The Cincinnati area, for instance, is home to more Fortune 500 company headquarters per capita than New York, Boston, Los Angeles, and Chicago making for an economically vibrant region with a generous philanthropic community. Nashville is a hotbed for live music, home to two professional sports teams, and was ranked one of Outside Magazine’s Greatest Places to Live in the US in 2014.
On the education front, many smaller cities are undertaking ambitious efforts to dramatically increase the number of high-quality schools within their limits. The Cleveland Plan (part of the Cleveland Metropolitan School District — a current Bellwether client), for example, is deliberately pursuing a city-wide portfolio model that aims to increase the number of high-quality district and charter schools, close down underperforming schools, transfer authority and resources to schools, phase in high-leverage system supports, and create an entity to uphold quality and accountability. Few plans like it exist in the country, even among big cities.
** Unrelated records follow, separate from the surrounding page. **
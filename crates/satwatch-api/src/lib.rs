//! Network edge of satwatch: address normalization and reachability probing.
//!
//! - [`normalize`] turns a configured `homepageUrl` into a
//!   [`NormalizedOrigin`] (scheme, host, port, path).
//! - [`HttpProber`] performs one timeout-bounded GET against an origin,
//!   ignoring certificate trust, and reports the HTTP status it saw.
//!
//! Everything above the wire (status semantics, scheduling, registry
//! bookkeeping) lives in `satwatch-core`.

pub mod error;
pub mod origin;
pub mod probe;
pub mod transport;

pub use error::{Error, ProbeError, ProbeErrorKind};
pub use origin::{NormalizedOrigin, Scheme, normalize};
pub use probe::{HttpProber, ProbeResponse, is_up};
pub use transport::TransportConfig;
//! `satwatch devices`: configured devices and their accessory identities.

use serde::Serialize;
use tabled::Tabled;
use uuid::Uuid;

use satwatch_core::{AccessoryHost, DeviceConfig, normalize};

use crate::cli::GlobalOpts;
use crate::error::CliError;
use crate::host::FileHost;
use crate::output;

#[derive(Debug, Serialize)]
struct DeviceListing {
    name: String,
    key: String,
    uuid: Uuid,
    homepage_url: String,
    /// Normalized origin, or why the address does not parse.
    origin: String,
    interval_ms: i64,
    #[serde(skip)]
    period: String,
    cached: bool,
}

#[derive(Tabled)]
struct DeviceRow {
    #[tabled(rename = "Name")]
    name: String,
    #[tabled(rename = "Origin")]
    origin: String,
    #[tabled(rename = "Every")]
    period: String,
    #[tabled(rename = "UUID")]
    uuid: String,
    #[tabled(rename = "Cached")]
    cached: String,
}

fn listing(host: &FileHost, device: &DeviceConfig) -> DeviceListing {
    let key = device.identity_key();
    let uuid = host.generate_identity(key.as_str());
    let origin = normalize(&device.homepage_url)
        .map_or_else(|e| e.to_string(), |o| o.to_string());

    DeviceListing {
        name: device.name.clone(),
        key: key.to_string(),
        uuid,
        homepage_url: device.homepage_url.clone(),
        origin,
        interval_ms: device.polling_interval_ms(),
        period: humantime::format_duration(device.polling_period()).to_string(),
        cached: host.lookup_cached_accessory(&uuid).is_some(),
    }
}

fn row(d: &DeviceListing) -> DeviceRow {
    DeviceRow {
        name: d.name.clone(),
        origin: d.origin.clone(),
        period: d.period.clone(),
        uuid: d.uuid.to_string(),
        cached: if d.cached { "yes".into() } else { "no".into() },
    }
}

pub fn handle(global: &GlobalOpts) -> Result<(), CliError> {
    let config = super::load_config(global)?;
    let host = FileHost::open(config.cache_path())?;

    let listings: Vec<DeviceListing> = config
        .device_configs()
        .iter()
        .map(|d| listing(&host, d))
        .collect();

    let rendered = output::render_list(global.output, &listings, row, |d| d.key.clone())?;
    output::print_output(&rendered);
    Ok(())
}
//! `satwatch check`: one-off probes.

use futures_util::future::join_all;
use serde::Serialize;
use tabled::Tabled;

use satwatch_core::{DeviceStatusView, Prober, SatelliteStatus, normalize};

use crate::cli::{CheckArgs, GlobalOpts};
use crate::error::CliError;
use crate::output;

// ── Single address ──────────────────────────────────────────────────

#[derive(Debug, Serialize)]
struct CheckResult {
    address: String,
    origin: String,
    status: SatelliteStatus,
}

fn detail(r: &CheckResult, color: bool) -> String {
    [
        format!("Address:  {}", r.address),
        format!("Origin:   {}", r.origin),
        format!("Status:   {}", output::status_label(Some(r.status), color)),
    ]
    .join("\n")
}

async fn check_address(address: &str, global: &GlobalOpts) -> Result<(), CliError> {
    let config = super::load_config(global)?;
    let prober = super::build_prober(&config)?;
    let origin = normalize(address).map_err(satwatch_core::CoreError::from)?;

    let status = prober.check(&origin).await?;
    let result = CheckResult {
        address: address.to_owned(),
        origin: origin.to_string(),
        status,
    };

    let color = output::should_color(global.color);
    let rendered = output::render_single(
        global.output,
        &result,
        |r| detail(r, color),
        |r| r.status.to_string(),
    )?;
    output::print_output(&rendered);

    if status.is_connected() {
        Ok(())
    } else {
        Err(CliError::NotConnected {
            url: origin.to_string(),
        })
    }
}

// ── Configured devices ──────────────────────────────────────────────

#[derive(Tabled)]
struct StatusRow {
    #[tabled(rename = "Name")]
    name: String,
    #[tabled(rename = "Address")]
    address: String,
    #[tabled(rename = "Status")]
    status: String,
    #[tabled(rename = "Error")]
    error: String,
}

fn row(view: &DeviceStatusView, color: bool) -> StatusRow {
    StatusRow {
        name: view.name.clone(),
        address: view.homepage_url.clone(),
        status: output::status_label(view.snapshot.status, color),
        error: view.snapshot.last_error.clone().unwrap_or_default(),
    }
}

async fn check_configured(global: &GlobalOpts) -> Result<(), CliError> {
    let config = super::load_config(global)?;
    let platform = super::build_platform(&config)?;
    let devices = config.device_configs();
    platform.sync(&devices);

    // Same path a host takes when a user opens the accessory.
    let accessories = platform.scheduler().handles();
    join_all(accessories.iter().map(|(_, a)| a.request_status())).await;

    let views = platform.statuses();
    platform.shutdown().await;

    let color = output::should_color(global.color);
    let rendered = output::render_list(
        global.output,
        &views,
        |v| row(v, color),
        |v| {
            format!(
                "{}\t{}",
                v.name,
                output::status_label(v.snapshot.status, false)
            )
        },
    )?;
    output::print_output(&rendered);
    Ok(())
}

pub async fn handle(args: &CheckArgs, global: &GlobalOpts) -> Result<(), CliError> {
    match args.url.as_deref() {
        Some(address) => check_address(address, global).await,
        None => check_configured(global).await,
    }
}
//! Clap derive structures for the `satwatch` CLI.

use std::path::PathBuf;

use clap::{Args, Parser, Subcommand, ValueEnum};

// ── Top-Level CLI ────────────────────────────────────────────────────

/// satwatch -- router satellite reachability for smart-home hosts
#[derive(Debug, Parser)]
#[command(
    name = "satwatch",
    version,
    about = "Poll router satellites and report them as connected or not connected",
    long_about = "Periodically probes the HTTP(S) homepage of each configured router or mesh\n\
        satellite and reports reachability as a binary accessory status.\n\n\
        Configuration is read from config.toml in the platform config directory,\n\
        or from the file given with --config.",
    propagate_version = true,
    subcommand_required = true,
    arg_required_else_help = true
)]
pub struct Cli {
    #[command(flatten)]
    pub global: GlobalOpts,

    #[command(subcommand)]
    pub command: Command,
}

// ── Global Options ───────────────────────────────────────────────────

#[derive(Debug, Args)]
pub struct GlobalOpts {
    /// Config file (TOML, or JSON by extension)
    #[arg(long, env = "SATWATCH_CONFIG", global = true)]
    pub config: Option<PathBuf>,

    /// Output format
    #[arg(
        long,
        short = 'o',
        env = "SATWATCH_OUTPUT",
        default_value = "table",
        global = true
    )]
    pub output: OutputFormat,

    /// When to use color output
    #[arg(long, default_value = "auto", global = true)]
    pub color: ColorMode,

    /// Increase verbosity (-v, -vv, -vvv)
    #[arg(long, short = 'v', action = clap::ArgAction::Count, global = true)]
    pub verbose: u8,

    /// Log line format
    #[arg(long, default_value = "text", global = true)]
    pub log_format: LogFormat,
}

// ── Output & Color Enums ─────────────────────────────────────────────

#[derive(Debug, Clone, Copy, ValueEnum)]
pub enum OutputFormat {
    /// Pretty table (default, interactive)
    Table,
    /// Pretty-printed JSON
    Json,
    /// Plain text, one value per line (scripting)
    Plain,
}

#[derive(Debug, Clone, Copy, ValueEnum)]
pub enum ColorMode {
    /// Auto-detect (color if terminal is interactive)
    Auto,
    /// Always emit color codes
    Always,
    /// Never emit color codes
    Never,
}

#[derive(Debug, Clone, Copy, ValueEnum)]
pub enum LogFormat {
    /// Human-readable lines
    Text,
    /// One JSON object per event
    Json,
}

// ── Commands ─────────────────────────────────────────────────────────

#[derive(Debug, Subcommand)]
pub enum Command {
    /// Poll every configured device until interrupted
    Run,

    /// Probe one address, or every configured device once
    Check(CheckArgs),

    /// List configured devices and their accessory identities
    #[command(alias = "ls")]
    Devices,

    /// Inspect configuration
    Config(ConfigArgs),

    /// Generate shell completions
    Completions(CompletionsArgs),
}

#[derive(Debug, Args)]
pub struct CheckArgs {
    /// Address to probe (e.g. 192.168.1.1 or https://router.local:8443)
    pub url: Option<String>,
}

#[derive(Debug, Args)]
pub struct ConfigArgs {
    #[command(subcommand)]
    pub command: ConfigCommand,
}

#[derive(Debug, Subcommand)]
pub enum ConfigCommand {
    /// Display current resolved configuration
    Show,

    /// Print the config file location
    Path,
}

#[derive(Debug, Args)]
pub struct CompletionsArgs {
    /// Shell to generate completions for
    pub shell: clap_complete::Shell,
}
// ── Domain model ──
//
// Configured devices, their identity keys, and the two-valued status
// each one reports.

pub mod device;
pub mod identity;
pub mod status;

pub use device::{DEFAULT_POLLING_INTERVAL_MS, DeviceConfig, StaticMetadata};
pub use identity::IdentityKey;
pub use status::{DeviceSnapshot, DeviceStatusView, SatelliteStatus};
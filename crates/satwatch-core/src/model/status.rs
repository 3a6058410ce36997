use chrono::{DateTime, Utc};
use serde::{Deserialize, Serialize};

use satwatch_api::ProbeResponse;

use super::identity::IdentityKey;

/// Two-valued reachability signal reported per device.
#[derive(
    Debug, Clone, Copy, PartialEq, Eq, Hash, Serialize, Deserialize, strum::Display, strum::EnumString,
)]
#[serde(rename_all = "snake_case")]
#[strum(serialize_all = "snake_case")]
pub enum SatelliteStatus {
    Connected,
    NotConnected,
}

impl SatelliteStatus {
    pub fn is_connected(self) -> bool {
        self == Self::Connected
    }
}

impl From<ProbeResponse> for SatelliteStatus {
    fn from(response: ProbeResponse) -> Self {
        if response.is_up() {
            Self::Connected
        } else {
            Self::NotConnected
        }
    }
}

/// Latest observation for one device, published on every poll.
#[derive(Debug, Clone, Default, PartialEq, Eq, Serialize)]
pub struct DeviceSnapshot {
    /// `None` until the first poll resolves.
    pub status: Option<SatelliteStatus>,
    pub last_checked: Option<DateTime<Utc>>,
    /// Why the last poll degraded to NotConnected, if it did.
    pub last_error: Option<String>,
    pub polls: u64,
}

/// Flattened per-device view for listings.
#[derive(Debug, Clone, Serialize)]
pub struct DeviceStatusView {
    pub name: String,
    pub key: IdentityKey,
    pub homepage_url: String,
    pub interval_ms: i64,
    #[serde(flatten)]
    pub snapshot: DeviceSnapshot,
}
//! Configuration for satwatch.
//!
//! A TOML (or JSON) file plus `SATWATCH_`-prefixed environment variables,
//! layered with figment and translated into `satwatch_core::DeviceConfig`s
//! and probe transport settings.

use std::path::{Path, PathBuf};
use std::time::Duration;

use directories::ProjectDirs;
use figment::{
    Figment,
    providers::{Env, Format, Json, Serialized, Toml},
};
use serde::{Deserialize, Serialize};
use thiserror::Error;

use satwatch_core::{DeviceConfig, TransportConfig};

// ── Error ───────────────────────────────────────────────────────────

#[derive(Debug, Error)]
pub enum ConfigError {
    #[error("invalid {field}: {reason}")]
    Validation { field: String, reason: String },

    #[error("failed to serialize config: {0}")]
    Serialization(#[from] toml::ser::Error),

    #[error("config loading failed: {0}")]
    Figment(Box<figment::Error>),

    #[error("IO error: {0}")]
    Io(#[from] std::io::Error),
}

impl From<figment::Error> for ConfigError {
    fn from(err: figment::Error) -> Self {
        Self::Figment(Box::new(err))
    }
}

// ── Config structs ──────────────────────────────────────────────────

/// Top-level configuration.
#[derive(Debug, Clone, Default, PartialEq, Eq, Deserialize, Serialize)]
pub struct Config {
    #[serde(default)]
    pub probe: ProbeSettings,

    #[serde(default)]
    pub cache: CacheSettings,

    /// Routers to watch, in registration order.
    #[serde(default)]
    pub devices: Vec<DeviceEntry>,
}

#[derive(Debug, Clone, PartialEq, Eq, Deserialize, Serialize)]
pub struct ProbeSettings {
    /// Per-probe timeout in milliseconds.
    #[serde(default = "default_timeout_ms")]
    pub timeout_ms: u64,

    #[serde(default = "default_user_agent")]
    pub user_agent: String,
}

impl Default for ProbeSettings {
    fn default() -> Self {
        Self {
            timeout_ms: default_timeout_ms(),
            user_agent: default_user_agent(),
        }
    }
}

fn default_timeout_ms() -> u64 {
    10_000
}
fn default_user_agent() -> String {
    TransportConfig::default().user_agent
}

impl ProbeSettings {
    pub fn transport(&self) -> TransportConfig {
        TransportConfig {
            timeout: Duration::from_millis(self.timeout_ms),
            user_agent: self.user_agent.clone(),
        }
    }
}

#[derive(Debug, Clone, Default, PartialEq, Eq, Deserialize, Serialize)]
pub struct CacheSettings {
    /// Accessory cache file. Defaults to the platform data directory.
    #[serde(default, skip_serializing_if = "Option::is_none")]
    pub path: Option<PathBuf>,
}

/// One `[[devices]]` entry, in the inbound camelCase schema.
#[derive(Debug, Clone, PartialEq, Eq, Deserialize, Serialize)]
#[serde(rename_all = "camelCase")]
pub struct DeviceEntry {
    #[serde(default)]
    pub name: String,
    #[serde(default)]
    pub homepage_url: String,
    #[serde(default, skip_serializing_if = "Option::is_none")]
    pub manufacturer: Option<String>,
    #[serde(default, skip_serializing_if = "Option::is_none")]
    pub model: Option<String>,
    #[serde(default, skip_serializing_if = "Option::is_none")]
    pub serial: Option<String>,
    #[serde(default, skip_serializing_if = "Option::is_none")]
    pub firmware_revision: Option<String>,
    #[serde(default, skip_serializing_if = "Option::is_none")]
    pub polling_interval: Option<RawInterval>,
}

/// `pollingInterval` as written: usually a string, but bare integers
/// (and environment overrides, which figment parses) are accepted too.
#[derive(Debug, Clone, PartialEq, Eq, Deserialize, Serialize)]
#[serde(untagged)]
pub enum RawInterval {
    Integer(i64),
    Text(String),
}

impl RawInterval {
    /// String form handed to the core, which owns parsing and defaults.
    pub fn as_config_string(&self) -> String {
        match self {
            Self::Integer(ms) => ms.to_string(),
            Self::Text(raw) => raw.clone(),
        }
    }
}

impl From<&DeviceEntry> for DeviceConfig {
    fn from(entry: &DeviceEntry) -> Self {
        DeviceConfig {
            name: entry.name.clone(),
            homepage_url: entry.homepage_url.clone(),
            manufacturer: entry.manufacturer.clone(),
            model: entry.model.clone(),
            serial: entry.serial.clone(),
            firmware_revision: entry.firmware_revision.clone(),
            polling_interval: entry
                .polling_interval
                .as_ref()
                .map(RawInterval::as_config_string),
        }
    }
}

impl Config {
    /// Reject entries the core cannot identify.
    pub fn validate(&self) -> Result<(), ConfigError> {
        if self.probe.timeout_ms == 0 {
            return Err(ConfigError::Validation {
                field: "probe.timeout_ms".into(),
                reason: "must be greater than zero".into(),
            });
        }
        for (index, device) in self.devices.iter().enumerate() {
            if device.name.trim().is_empty() {
                return Err(ConfigError::Validation {
                    field: format!("devices[{index}].name"),
                    reason: "must not be empty".into(),
                });
            }
            // Whitespace-only addresses pass here and fail normalization per device.
            if device.homepage_url.is_empty() {
                return Err(ConfigError::Validation {
                    field: format!("devices[{index}].homepageUrl"),
                    reason: format!("must not be empty (device '{}')", device.name),
                });
            }
        }
        Ok(())
    }

    pub fn device_configs(&self) -> Vec<DeviceConfig> {
        self.devices.iter().map(DeviceConfig::from).collect()
    }

    /// Configured cache path, or the platform default.
    pub fn cache_path(&self) -> PathBuf {
        self.cache.path.clone().unwrap_or_else(default_cache_path)
    }

    pub fn to_toml(&self) -> Result<String, ConfigError> {
        Ok(toml::to_string_pretty(self)?)
    }
}

// ── Paths ───────────────────────────────────────────────────────────

fn project_dirs() -> Option<ProjectDirs> {
    ProjectDirs::from("dev", "satwatch", "satwatch")
}

fn dirs_fallback() -> PathBuf {
    let mut p = PathBuf::from(std::env::var("HOME").unwrap_or_else(|_| ".".into()));
    p.push(".config");
    p.push("satwatch");
    p
}

/// Resolve the config file path via XDG / platform conventions.
pub fn config_path() -> PathBuf {
    project_dirs().map_or_else(
        || dirs_fallback().join("config.toml"),
        |dirs| dirs.config_dir().join("config.toml"),
    )
}

pub fn default_cache_path() -> PathBuf {
    project_dirs().map_or_else(
        || dirs_fallback().join("accessories.json"),
        |dirs| dirs.data_dir().join("accessories.json"),
    )
}

// ── Loading ─────────────────────────────────────────────────────────

/// Build the provider stack for `path` without extracting.
pub fn figment(path: &Path) -> Figment {
    let base = Figment::new().merge(Serialized::defaults(Config::default()));
    let with_file = if path.extension().is_some_and(|ext| ext == "json") {
        base.merge(Json::file(path))
    } else {
        base.merge(Toml::file(path))
    };
    with_file.merge(Env::prefixed("SATWATCH_").split("__"))
}

/// Load and validate configuration.
///
/// An explicit `path` must exist. The default location may be absent,
/// in which case defaults and environment apply.
pub fn load_config(path: Option<&Path>) -> Result<Config, ConfigError> {
    let resolved = match path {
        Some(p) => {
            if !p.exists() {
                return Err(ConfigError::Io(std::io::Error::new(
                    std::io::ErrorKind::NotFound,
                    format!("config file not found: {}", p.display()),
                )));
            }
            p.to_path_buf()
        }
        None => config_path(),
    };

    let config: Config = figment(&resolved).extract()?;
    config.validate()?;
    Ok(config)
}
As I work with leaders and organizations in smaller cities around the country, I’m starting to think that lasting reform may have more potential in urban areas where the need for gap-closing schools is just as great but the distance between an idea and impact is shorter.
If you’re motivated, you can hatch, promote, fund, and launch an idea to a larger percentage of a population faster in a smaller city than in a multi-million person metropolis. When you can get all of a city’s decision-makers around a table, things can happen quickly.
Places like Detroit can afford someone like you a place to take on responsibility early, have exposure to senior leaders, advance often, become influential locally, make significant change, and be part of a larger renaissance – affordances not available in talent-saturated neighboring markets like Chicago until later in your career.
Furthermore, many of the lessons to be learned about education reform and leadership translate from small cities to big ones, setting you up for a career elsewhere should you decide to move. Regardless of a city’s size, students, families, teachers, and principals experience the crushing challenges of poverty and failing schools in similar ways, and the efforts to improve schools in disadvantaged communities can be applied with sufficient considerations around context and scale.
Local foundations and harbormasters are beginning to recognize that in addition to investing money, one of their primary roles is to stock their education ecosystem with great people like you. But places like Kansas City and Cleveland haven’t yet gained traction nationally as attractive places to live and work among the young and talented education leadership set. This signals that local efforts have a long way to go before they create the buzz, success stories, and evangelists they need to get their talent flywheel spinning. It also means there’s huge opportunity for the sector’s top human capital organizations to expand to these locales and craft value propositions to recruit and retain talent in secondary markets.
Until routes to these compelling cities are put in place, it’ll be up to you to seek out and size up opportunities outside the mainstream. Look for strong leaders with bold plans, political alignment at the district, city, and state levels, local foundations pushing education initiatives, and a harbormaster organization coordinating city-wide efforts. Joining an organization when a respected new leader takes the helm can get you in on the ground level. Here’s one you might want to keep your eye on: Rhode Island education commissioner, Deborah Gist, might soon be hiring as the new superintendent in Tulsa.
Since it’s prediction season, I’ll share mine. Over the next few years, I expect more emerging and established education sector rock stars to take on leadership roles in high-potential, low-profile places where the need for better schools is dire and realizing ambitious, innovative plans seems a little more possible.
Will you be one of them?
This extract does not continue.